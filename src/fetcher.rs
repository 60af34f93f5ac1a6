use std::time::Duration;

use async_trait::async_trait;
use headless_chrome::{Browser, LaunchOptions, Tab};
use tokio_retry::strategy::{jitter, ExponentialBackoff};
use tokio_retry::Retry;
use tracing::{debug, info};

use crate::config::{FetcherConfig, WatchTarget};
use crate::models::ListingKind;
use crate::utils::error::{AppError, Result};

/// Raw page snapshot handed to the extractor.
#[derive(Debug, Clone)]
pub struct FetchedPage {
    pub html: String,
    /// Item count observed when scrolling settled. A stable count is a
    /// heuristic for exhaustion, not proof the source returned everything.
    pub item_count: usize,
    pub final_url: String,
}

/// Source of raw listing pages. The pipeline only sees this trait, so tests
/// drive it from fixture HTML.
#[async_trait]
pub trait Fetch: Send + Sync {
    async fn fetch(&self, target: &WatchTarget) -> Result<FetchedPage>;
}

/// Scroll loop state. Listing pages lazy-load on scroll; the page counts as
/// exhausted after `scroll_stability_rounds` consecutive non-increasing item
/// counts or when the scroll budget runs out.
#[derive(Debug, Clone, Copy, PartialEq, Eq)]
enum ScrollPhase {
    Loading,
    Stable { rounds: u32 },
    Exhausted,
}

fn advance(phase: ScrollPhase, grew: bool, stability_rounds: u32) -> ScrollPhase {
    if grew {
        return ScrollPhase::Loading;
    }
    let rounds = match phase {
        ScrollPhase::Stable { rounds } => rounds + 1,
        _ => 1,
    };
    if rounds >= stability_rounds {
        ScrollPhase::Exhausted
    } else {
        ScrollPhase::Stable { rounds }
    }
}

pub struct ChromeFetcher {
    browser: Browser,
    config: FetcherConfig,
}

impl ChromeFetcher {
    pub fn new(config: FetcherConfig) -> Result<Self> {
        let mut launch_options = LaunchOptions::default_builder()
            .headless(true)
            .sandbox(false) // Often needed in containerized environments
            .args(vec![
                std::ffi::OsStr::new("--no-sandbox"),
                std::ffi::OsStr::new("--disable-dev-shm-usage"),
                std::ffi::OsStr::new("--disable-gpu"),
                std::ffi::OsStr::new("--disable-extensions"),
            ])
            .build()
            .map_err(|e| AppError::Browser(format!("failed to create launch options: {e}")))?;

        if let Some(chrome_path) = &config.chrome_path {
            launch_options.path = Some(std::path::PathBuf::from(chrome_path));
        }

        let browser = Browser::new(launch_options)
            .map_err(|e| AppError::Browser(format!("failed to launch browser: {e}")))?;

        Ok(Self { browser, config })
    }

    async fn fetch_once(&self, target: &WatchTarget) -> Result<FetchedPage> {
        let tab = self
            .browser
            .new_tab()
            .map_err(|e| fetch_err(target, format!("failed to create tab: {e}")))?;

        tab.set_user_agent(&self.config.user_agent, None, None)
            .map_err(|e| fetch_err(target, format!("failed to set user agent: {e}")))?;

        tab.set_default_timeout(Duration::from_secs(self.config.request_timeout));

        tab.navigate_to(&target.url)
            .map_err(|e| fetch_err(target, format!("navigation failed: {e}")))?;
        tab.wait_until_navigated()
            .map_err(|e| fetch_err(target, format!("page load failed: {e}")))?;

        let item_count = self.scroll_until_stable(&tab, target).await?;

        let html = tab
            .get_content()
            .map_err(|e| fetch_err(target, format!("failed to read page content: {e}")))?;

        let final_url = {
            let url = tab.get_url();
            if url.is_empty() {
                target.url.clone()
            } else {
                url
            }
        };

        // Close tab to free resources
        let _ = tab.close(true);

        Ok(FetchedPage {
            html,
            item_count,
            final_url,
        })
    }

    async fn scroll_until_stable(&self, tab: &Tab, target: &WatchTarget) -> Result<usize> {
        let selector = match target.kind {
            ListingKind::Product => "img[alt]",
            ListingKind::Job => "a[href]",
        };

        let mut count = self.count_items(tab, selector, target)?;
        debug!(target = %target.name, initial = count, "scrolling for lazy-loaded items");

        let mut phase = ScrollPhase::Loading;
        let mut scrolls = 0u32;

        while phase != ScrollPhase::Exhausted && scrolls < self.config.max_scroll_rounds {
            tab.evaluate(
                "window.scrollBy(0, Math.floor(window.innerHeight * 0.9));",
                false,
            )
            .map_err(|e| fetch_err(target, format!("scroll failed: {e}")))?;
            tokio::time::sleep(Duration::from_millis(self.config.scroll_settle_ms)).await;

            let next = self.count_items(tab, selector, target)?;
            phase = advance(phase, next > count, self.config.scroll_stability_rounds);
            if next > count {
                count = next;
            }
            scrolls += 1;
        }

        info!(target = %target.name, items = count, scrolls, "page settled");
        Ok(count)
    }

    fn count_items(&self, tab: &Tab, selector: &str, target: &WatchTarget) -> Result<usize> {
        let js = format!("document.querySelectorAll('{selector}').length");
        let result = tab
            .evaluate(&js, false)
            .map_err(|e| fetch_err(target, format!("item count failed: {e}")))?;
        Ok(result
            .value
            .and_then(|v| v.as_u64())
            .unwrap_or(0) as usize)
    }
}

#[async_trait]
impl Fetch for ChromeFetcher {
    async fn fetch(&self, target: &WatchTarget) -> Result<FetchedPage> {
        // Delays of retry_delay_ms, 2x, 4x, ... (base-2 backoff scaled by
        // half the configured delay).
        let strategy = ExponentialBackoff::from_millis(2)
            .factor(self.config.retry_delay_ms.max(2) / 2)
            .map(jitter)
            .take(self.config.max_retries as usize);

        Retry::spawn(strategy, || self.fetch_once(target)).await
    }
}

fn fetch_err(target: &WatchTarget, message: String) -> AppError {
    AppError::Fetch {
        target: target.name.clone(),
        message,
    }
}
------------------------------------------------------------
Repeat the material in full, exactly as written.

• [PROBLEM SOLUTION]
filename src/fetcher.rs
repository 60af34f93f5ac1a6
use std::time::Duration;

use async_trait::async_trait;
use headless_chrome::{Browser, LaunchOptions, Tab};
use tokio_retry::strategy::{jitter, ExponentialBackoff};
use tokio_retry::Retry;
use tracing::{debug, info};

use crate::config::{FetcherConfig, WatchTarget};
use crate::models::ListingKind;
use crate::utils::error::{AppError, Result};

/// Raw page snapshot handed to the extractor.
#[derive(Debug, Clone)]
pub struct FetchedPage {
    pub html: String,
    /// Item count observed when scrolling settled. A stable count is a
    /// heuristic for exhaustion, not proof the source returned everything.
    pub item_count: usize,
    pub final_url: String,
}

/// Source of raw listing pages. The pipeline only sees this trait, so tests
/// drive it from fixture HTML.
#[async_trait]
pub trait Fetch: Send + Sync {
    async fn fetch(&self, target: &WatchTarget) -> Result<FetchedPage>;
}

/// Scroll loop state. Listing pages lazy-load on scroll; the page counts as
/// exhausted after `scroll_stability_rounds` consecutive non-increasing item
/// counts or when the scroll budget runs out.
#[derive(Debug, Clone, Copy, PartialEq, Eq)]
enum ScrollPhase {
    Loading,
    Stable { rounds: u32 },
    Exhausted,
}

fn advance(phase: ScrollPhase, grew: bool, stability_rounds: u32) -> ScrollPhase {
    if grew {
        return ScrollPhase::Loading;
    }
    let rounds = match phase {
        ScrollPhase::Stable { rounds } => rounds + 1,
        _ => 1,
    };
    if rounds >= stability_rounds {
        ScrollPhase::Exhausted
    } else {
        ScrollPhase::Stable { rounds }
    }
}

pub struct ChromeFetcher {
    browser: Browser,
    config: FetcherConfig,
}

impl ChromeFetcher {
    pub fn new(config: FetcherConfig) -> Result<Self> {
        let mut launch_options = LaunchOptions::default_builder()
            .headless(true)
            .sandbox(false) // Often needed in containerized environments
            .args(vec![
                std::ffi::OsStr::new("--no-sandbox"),
                std::ffi::OsStr::new("--disable-dev-shm-usage"),
                std::ffi::OsStr::new("--disable-gpu"),
                std::ffi::OsStr::new("--disable-extensions"),
            ])
            .build()
            .map_err(|e| AppError::Browser(format!("failed to create launch options: {e}")))?;

        if let Some(chrome_path) = &config.chrome_path {
            launch_options.path = Some(std::path::PathBuf::from(chrome_path));
        }

        let browser = Browser::new(launch_options)
            .map_err(|e| AppError::Browser(format!("failed to launch browser: {e}")))?;

        Ok(Self { browser, config })
    }

    async fn fetch_once(&self, target: &WatchTarget) -> Result<FetchedPage> {
        let tab = self
            .browser
            .new_tab()
            .map_err(|e| fetch_err(target, format!("failed to create tab: {e}")))?;

        tab.set_user_agent(&self.config.user_agent, None, None)
            .map_err(|e| fetch_err(target, format!("failed to set user agent: {e}")))?;

        tab.set_default_timeout(Duration::from_secs(self.config.request_timeout));

        tab.navigate_to(&target.url)
            .map_err(|e| fetch_err(target, format!("navigation failed: {e}")))?;
        tab.wait_until_navigated()
            .map_err(|e| fetch_err(target, format!("page load failed: {e}")))?;

        let item_count = self.scroll_until_stable(&tab, target).await?;

        let html = tab
            .get_content()
            .map_err(|e| fetch_err(target, format!("failed to read page content: {e}")))?;

        let final_url = {
            let url = tab.get_url();
            if url.is_empty() {
                target.url.clone()
            } else {
                url
            }
        };

        // Close tab to free resources
        let _ = tab.close(true);

        Ok(FetchedPage {
            html,
            item_count,
            final_url,
        })
    }

    async fn scroll_until_stable(&self, tab: &Tab, target: &WatchTarget) -> Result<usize> {
        let selector = match target.kind {
            ListingKind::Product => "img[alt]",
            ListingKind::Job => "a[href]",
        };

        let mut count = self.count_items(tab, selector, target)?;
        debug!(target = %target.name, initial = count, "scrolling for lazy-loaded items");

        let mut phase = ScrollPhase::Loading;
        let mut scrolls = 0u32;

        while phase != ScrollPhase::Exhausted && scrolls < self.config.max_scroll_rounds {
            tab.evaluate(
                "window.scrollBy(0, Math.floor(window.innerHeight * 0.9));",
                false,
            )
            .map_err(|e| fetch_err(target, format!("scroll failed: {e}")))?;
            tokio::time::sleep(Duration::from_millis(self.config.scroll_settle_ms)).await;

            let next = self.count_items(tab, selector, target)?;
            phase = advance(phase, next > count, self.config.scroll_stability_rounds);
            if next > count {
                count = next;
            }
            scrolls += 1;
        }

        info!(target = %target.name, items = count, scrolls, "page settled");
        Ok(count)
    }

    fn count_items(&self, tab: &Tab, selector: &str, target: &WatchTarget) -> Result<usize> {
        let js = format!("document.querySelectorAll('{selector}').length");
        let result = tab
            .evaluate(&js, false)
            .map_err(|e| fetch_err(target, format!("item count failed: {e}")))?;
        Ok(result
            .value
            .and_then(|v| v.as_u64())
            .unwrap_or(0) as usize)
    }
}

#[async_trait]
impl Fetch for ChromeFetcher {
    async fn fetch(&self, target: &WatchTarget) -> Result<FetchedPage> {
        // Delays of retry_delay_ms, 2x, 4x, ... (base-2 backoff scaled by
        // half the configured delay).
        let strategy = ExponentialBackoff::from_millis(2)
            .factor(self.config.retry_delay_ms.max(2) / 2)
            .map(jitter)
            .take(self.config.max_retries as usize);

        Retry::spawn(strategy, || self.fetch_once(target)).await
    }
}

fn fetch_err(target: &WatchTarget, message: String) -> AppError {
    AppError::Fetch {
        target: target.name.clone(),
        message,
    }
}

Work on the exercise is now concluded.